(Records from a data collection)

○ ○ ○

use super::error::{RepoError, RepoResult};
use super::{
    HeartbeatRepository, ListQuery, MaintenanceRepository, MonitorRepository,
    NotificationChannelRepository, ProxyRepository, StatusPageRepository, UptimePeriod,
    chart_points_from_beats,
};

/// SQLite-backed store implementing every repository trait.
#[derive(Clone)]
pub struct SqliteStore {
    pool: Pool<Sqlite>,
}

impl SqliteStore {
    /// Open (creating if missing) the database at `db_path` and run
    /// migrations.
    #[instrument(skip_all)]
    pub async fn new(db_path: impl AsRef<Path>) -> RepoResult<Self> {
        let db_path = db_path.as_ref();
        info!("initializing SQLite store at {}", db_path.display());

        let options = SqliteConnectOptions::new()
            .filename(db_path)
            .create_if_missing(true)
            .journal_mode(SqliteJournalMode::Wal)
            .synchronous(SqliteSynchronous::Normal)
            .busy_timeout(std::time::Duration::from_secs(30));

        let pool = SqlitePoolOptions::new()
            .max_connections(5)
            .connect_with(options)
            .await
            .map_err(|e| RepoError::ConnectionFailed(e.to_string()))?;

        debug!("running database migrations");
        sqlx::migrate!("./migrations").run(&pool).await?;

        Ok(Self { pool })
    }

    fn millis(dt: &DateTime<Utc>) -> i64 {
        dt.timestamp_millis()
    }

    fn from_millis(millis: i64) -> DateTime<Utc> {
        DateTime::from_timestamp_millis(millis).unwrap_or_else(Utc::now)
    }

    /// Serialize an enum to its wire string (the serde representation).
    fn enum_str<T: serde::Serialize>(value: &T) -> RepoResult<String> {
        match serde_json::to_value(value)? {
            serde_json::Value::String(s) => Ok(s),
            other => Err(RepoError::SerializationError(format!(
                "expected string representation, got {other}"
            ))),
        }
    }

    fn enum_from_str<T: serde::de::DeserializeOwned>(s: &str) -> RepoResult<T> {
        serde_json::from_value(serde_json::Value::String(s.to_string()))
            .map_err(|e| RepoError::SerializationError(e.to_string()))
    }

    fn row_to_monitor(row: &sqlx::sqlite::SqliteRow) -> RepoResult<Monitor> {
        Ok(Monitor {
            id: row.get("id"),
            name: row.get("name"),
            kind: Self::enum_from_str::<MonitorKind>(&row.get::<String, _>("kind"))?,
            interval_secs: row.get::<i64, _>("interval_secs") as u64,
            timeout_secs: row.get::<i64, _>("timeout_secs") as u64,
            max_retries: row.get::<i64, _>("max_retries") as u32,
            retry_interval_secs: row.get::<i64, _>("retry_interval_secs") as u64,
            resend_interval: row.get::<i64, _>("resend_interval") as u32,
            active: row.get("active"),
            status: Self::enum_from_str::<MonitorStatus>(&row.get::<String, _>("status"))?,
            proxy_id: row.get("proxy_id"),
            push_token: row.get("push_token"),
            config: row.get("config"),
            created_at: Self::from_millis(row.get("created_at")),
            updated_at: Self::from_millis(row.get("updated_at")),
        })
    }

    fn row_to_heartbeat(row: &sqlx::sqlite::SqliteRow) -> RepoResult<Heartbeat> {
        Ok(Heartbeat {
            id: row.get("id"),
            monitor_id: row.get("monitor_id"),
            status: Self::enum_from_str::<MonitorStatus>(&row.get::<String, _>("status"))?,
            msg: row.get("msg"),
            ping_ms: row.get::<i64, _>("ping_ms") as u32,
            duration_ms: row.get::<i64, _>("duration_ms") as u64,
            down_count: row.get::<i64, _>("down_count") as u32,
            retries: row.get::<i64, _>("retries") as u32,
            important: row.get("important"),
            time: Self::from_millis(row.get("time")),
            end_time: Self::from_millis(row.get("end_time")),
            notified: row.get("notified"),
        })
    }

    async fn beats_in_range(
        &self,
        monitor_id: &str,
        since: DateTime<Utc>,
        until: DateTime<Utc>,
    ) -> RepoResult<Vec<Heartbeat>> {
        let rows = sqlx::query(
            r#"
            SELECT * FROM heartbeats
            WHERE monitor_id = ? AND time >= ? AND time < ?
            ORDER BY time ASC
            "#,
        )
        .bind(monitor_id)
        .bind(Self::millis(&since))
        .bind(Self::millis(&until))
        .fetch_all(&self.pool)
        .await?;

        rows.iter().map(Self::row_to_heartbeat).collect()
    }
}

○ ○ ○

Find each line above that contains "sqlx", and copy those lines.

        sqlx::migrate!("./migrations").run(&pool).await?;
    fn row_to_monitor(row: &sqlx::sqlite::SqliteRow) -> RepoResult<Monitor> {
    fn row_to_heartbeat(row: &sqlx::sqlite::SqliteRow) -> RepoResult<Heartbeat> {
        let rows = sqlx::query(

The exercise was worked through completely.